## EXERCISE PROMPT
Some lines of these records may hold the word "that"; state how many, using only the number.
--- TASK MATERIAL Enclosed Below ---
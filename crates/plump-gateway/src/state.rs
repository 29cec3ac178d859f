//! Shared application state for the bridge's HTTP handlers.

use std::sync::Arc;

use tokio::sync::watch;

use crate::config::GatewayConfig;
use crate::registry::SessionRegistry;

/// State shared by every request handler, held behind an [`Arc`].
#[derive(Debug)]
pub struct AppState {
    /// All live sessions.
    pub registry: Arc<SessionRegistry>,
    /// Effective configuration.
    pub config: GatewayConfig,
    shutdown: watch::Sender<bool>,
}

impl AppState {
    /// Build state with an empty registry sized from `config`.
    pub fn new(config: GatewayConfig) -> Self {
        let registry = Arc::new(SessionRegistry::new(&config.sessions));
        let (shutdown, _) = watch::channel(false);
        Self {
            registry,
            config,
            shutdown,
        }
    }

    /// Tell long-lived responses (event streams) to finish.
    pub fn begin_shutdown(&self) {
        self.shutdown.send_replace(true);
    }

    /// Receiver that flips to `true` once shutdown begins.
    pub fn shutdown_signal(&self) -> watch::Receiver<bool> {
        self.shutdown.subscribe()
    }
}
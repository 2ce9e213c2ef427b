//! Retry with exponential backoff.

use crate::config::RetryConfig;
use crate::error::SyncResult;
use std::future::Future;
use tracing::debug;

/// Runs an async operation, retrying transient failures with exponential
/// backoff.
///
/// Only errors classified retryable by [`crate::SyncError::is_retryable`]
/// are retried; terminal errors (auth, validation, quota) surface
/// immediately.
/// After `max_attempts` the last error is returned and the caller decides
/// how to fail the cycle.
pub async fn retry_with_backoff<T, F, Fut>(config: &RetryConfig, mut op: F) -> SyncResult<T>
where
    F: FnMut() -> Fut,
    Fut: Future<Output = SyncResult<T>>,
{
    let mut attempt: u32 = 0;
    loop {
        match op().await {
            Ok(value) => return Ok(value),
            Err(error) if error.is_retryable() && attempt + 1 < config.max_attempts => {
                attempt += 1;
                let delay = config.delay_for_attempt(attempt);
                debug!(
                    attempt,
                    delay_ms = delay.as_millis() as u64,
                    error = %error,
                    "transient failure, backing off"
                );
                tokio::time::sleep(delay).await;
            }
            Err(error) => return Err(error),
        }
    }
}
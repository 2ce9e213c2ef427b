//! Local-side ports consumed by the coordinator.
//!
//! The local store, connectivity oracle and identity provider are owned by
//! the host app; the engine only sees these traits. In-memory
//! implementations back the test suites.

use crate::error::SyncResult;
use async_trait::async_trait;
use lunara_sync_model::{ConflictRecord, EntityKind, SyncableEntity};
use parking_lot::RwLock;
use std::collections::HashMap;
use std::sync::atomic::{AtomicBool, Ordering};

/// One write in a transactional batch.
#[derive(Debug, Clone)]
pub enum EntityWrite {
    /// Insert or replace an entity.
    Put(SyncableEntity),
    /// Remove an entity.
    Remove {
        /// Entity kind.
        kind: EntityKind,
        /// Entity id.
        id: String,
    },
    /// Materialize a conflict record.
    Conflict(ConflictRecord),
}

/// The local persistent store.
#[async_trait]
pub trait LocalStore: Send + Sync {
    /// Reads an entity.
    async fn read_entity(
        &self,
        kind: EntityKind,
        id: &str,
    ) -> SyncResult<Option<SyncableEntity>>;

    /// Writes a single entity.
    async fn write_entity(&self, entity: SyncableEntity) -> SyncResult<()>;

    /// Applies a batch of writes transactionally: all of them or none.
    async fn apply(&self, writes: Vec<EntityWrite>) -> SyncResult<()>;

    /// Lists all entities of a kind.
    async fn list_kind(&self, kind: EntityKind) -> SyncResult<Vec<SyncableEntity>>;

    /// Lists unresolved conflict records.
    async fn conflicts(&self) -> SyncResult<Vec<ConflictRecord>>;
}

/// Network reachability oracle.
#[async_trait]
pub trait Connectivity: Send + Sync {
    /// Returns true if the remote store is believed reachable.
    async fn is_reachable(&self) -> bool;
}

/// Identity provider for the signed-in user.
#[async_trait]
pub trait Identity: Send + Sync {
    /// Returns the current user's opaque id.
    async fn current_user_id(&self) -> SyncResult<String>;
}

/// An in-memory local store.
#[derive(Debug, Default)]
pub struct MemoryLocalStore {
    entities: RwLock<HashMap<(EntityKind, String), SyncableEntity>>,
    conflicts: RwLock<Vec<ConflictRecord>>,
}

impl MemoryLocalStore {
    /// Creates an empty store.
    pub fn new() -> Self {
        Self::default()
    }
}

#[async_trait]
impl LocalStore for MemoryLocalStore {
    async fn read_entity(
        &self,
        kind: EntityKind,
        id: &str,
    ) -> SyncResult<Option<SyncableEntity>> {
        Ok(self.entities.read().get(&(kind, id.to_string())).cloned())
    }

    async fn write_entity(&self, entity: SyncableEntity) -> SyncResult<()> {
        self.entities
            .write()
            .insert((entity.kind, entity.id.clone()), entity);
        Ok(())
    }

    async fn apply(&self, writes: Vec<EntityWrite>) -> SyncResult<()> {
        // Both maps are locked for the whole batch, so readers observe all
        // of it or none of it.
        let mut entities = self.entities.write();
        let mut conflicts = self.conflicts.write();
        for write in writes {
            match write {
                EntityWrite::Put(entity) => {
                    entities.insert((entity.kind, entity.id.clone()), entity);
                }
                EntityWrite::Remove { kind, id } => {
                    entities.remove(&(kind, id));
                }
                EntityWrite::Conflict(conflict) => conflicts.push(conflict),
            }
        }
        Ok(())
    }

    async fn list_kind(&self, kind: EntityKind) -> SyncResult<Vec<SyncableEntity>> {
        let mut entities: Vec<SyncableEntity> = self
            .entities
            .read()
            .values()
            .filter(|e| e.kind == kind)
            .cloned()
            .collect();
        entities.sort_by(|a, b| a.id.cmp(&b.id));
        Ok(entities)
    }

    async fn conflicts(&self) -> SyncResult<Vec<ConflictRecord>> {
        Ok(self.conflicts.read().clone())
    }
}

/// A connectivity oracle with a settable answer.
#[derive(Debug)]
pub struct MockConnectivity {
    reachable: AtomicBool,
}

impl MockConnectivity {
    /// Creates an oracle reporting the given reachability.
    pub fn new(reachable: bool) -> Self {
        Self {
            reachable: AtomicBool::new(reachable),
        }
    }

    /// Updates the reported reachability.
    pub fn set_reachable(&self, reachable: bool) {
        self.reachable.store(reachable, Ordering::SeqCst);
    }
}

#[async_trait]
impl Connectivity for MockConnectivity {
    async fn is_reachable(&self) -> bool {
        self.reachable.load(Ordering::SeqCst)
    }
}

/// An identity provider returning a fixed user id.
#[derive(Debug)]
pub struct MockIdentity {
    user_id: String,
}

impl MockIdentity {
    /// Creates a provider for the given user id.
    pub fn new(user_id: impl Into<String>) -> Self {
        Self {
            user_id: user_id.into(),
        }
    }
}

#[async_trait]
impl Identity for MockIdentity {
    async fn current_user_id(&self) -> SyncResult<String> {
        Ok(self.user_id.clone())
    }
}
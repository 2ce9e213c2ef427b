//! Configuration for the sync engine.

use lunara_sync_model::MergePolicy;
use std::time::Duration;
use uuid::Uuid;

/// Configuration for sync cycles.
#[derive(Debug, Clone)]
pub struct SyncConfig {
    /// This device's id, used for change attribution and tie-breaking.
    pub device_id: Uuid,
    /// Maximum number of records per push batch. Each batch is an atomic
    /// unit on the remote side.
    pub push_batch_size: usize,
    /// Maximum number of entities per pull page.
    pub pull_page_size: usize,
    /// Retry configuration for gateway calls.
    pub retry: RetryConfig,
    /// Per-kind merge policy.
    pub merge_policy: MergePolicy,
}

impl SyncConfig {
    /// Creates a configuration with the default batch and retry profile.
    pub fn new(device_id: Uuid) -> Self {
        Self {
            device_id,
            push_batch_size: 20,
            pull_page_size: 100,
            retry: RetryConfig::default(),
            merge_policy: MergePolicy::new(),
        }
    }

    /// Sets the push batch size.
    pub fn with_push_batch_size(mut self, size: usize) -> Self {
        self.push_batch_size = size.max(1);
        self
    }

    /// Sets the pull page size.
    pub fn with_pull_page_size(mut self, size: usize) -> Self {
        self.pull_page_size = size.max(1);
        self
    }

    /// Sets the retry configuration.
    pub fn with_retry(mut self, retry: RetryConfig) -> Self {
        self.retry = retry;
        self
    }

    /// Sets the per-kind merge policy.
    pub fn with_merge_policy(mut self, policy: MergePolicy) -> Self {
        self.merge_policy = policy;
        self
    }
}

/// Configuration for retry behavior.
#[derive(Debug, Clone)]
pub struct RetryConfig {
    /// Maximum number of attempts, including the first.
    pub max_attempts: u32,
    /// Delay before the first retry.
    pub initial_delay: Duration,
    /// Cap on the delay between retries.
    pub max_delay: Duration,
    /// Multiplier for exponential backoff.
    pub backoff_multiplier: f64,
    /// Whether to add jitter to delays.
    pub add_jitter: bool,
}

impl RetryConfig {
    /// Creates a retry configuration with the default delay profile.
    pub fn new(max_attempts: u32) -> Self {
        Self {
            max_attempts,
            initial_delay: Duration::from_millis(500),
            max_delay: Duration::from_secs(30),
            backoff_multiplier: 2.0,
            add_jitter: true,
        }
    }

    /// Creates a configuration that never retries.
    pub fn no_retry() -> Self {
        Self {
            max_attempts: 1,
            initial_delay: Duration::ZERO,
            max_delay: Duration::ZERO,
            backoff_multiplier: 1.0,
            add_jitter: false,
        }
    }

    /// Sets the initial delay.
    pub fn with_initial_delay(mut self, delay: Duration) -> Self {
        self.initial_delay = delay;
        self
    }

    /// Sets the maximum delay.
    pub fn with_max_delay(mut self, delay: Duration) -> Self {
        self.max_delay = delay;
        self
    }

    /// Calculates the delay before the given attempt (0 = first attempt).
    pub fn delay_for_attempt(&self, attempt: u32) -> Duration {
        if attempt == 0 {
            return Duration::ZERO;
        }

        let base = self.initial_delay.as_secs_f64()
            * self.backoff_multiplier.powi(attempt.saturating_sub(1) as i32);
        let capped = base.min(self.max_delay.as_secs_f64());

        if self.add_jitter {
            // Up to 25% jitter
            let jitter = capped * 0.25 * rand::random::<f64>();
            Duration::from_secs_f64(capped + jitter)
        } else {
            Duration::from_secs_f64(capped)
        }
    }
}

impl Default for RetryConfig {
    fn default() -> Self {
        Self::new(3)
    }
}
--- End of Enclosed TASK MATERIAL ---
## EXERCISE RESPONSE
2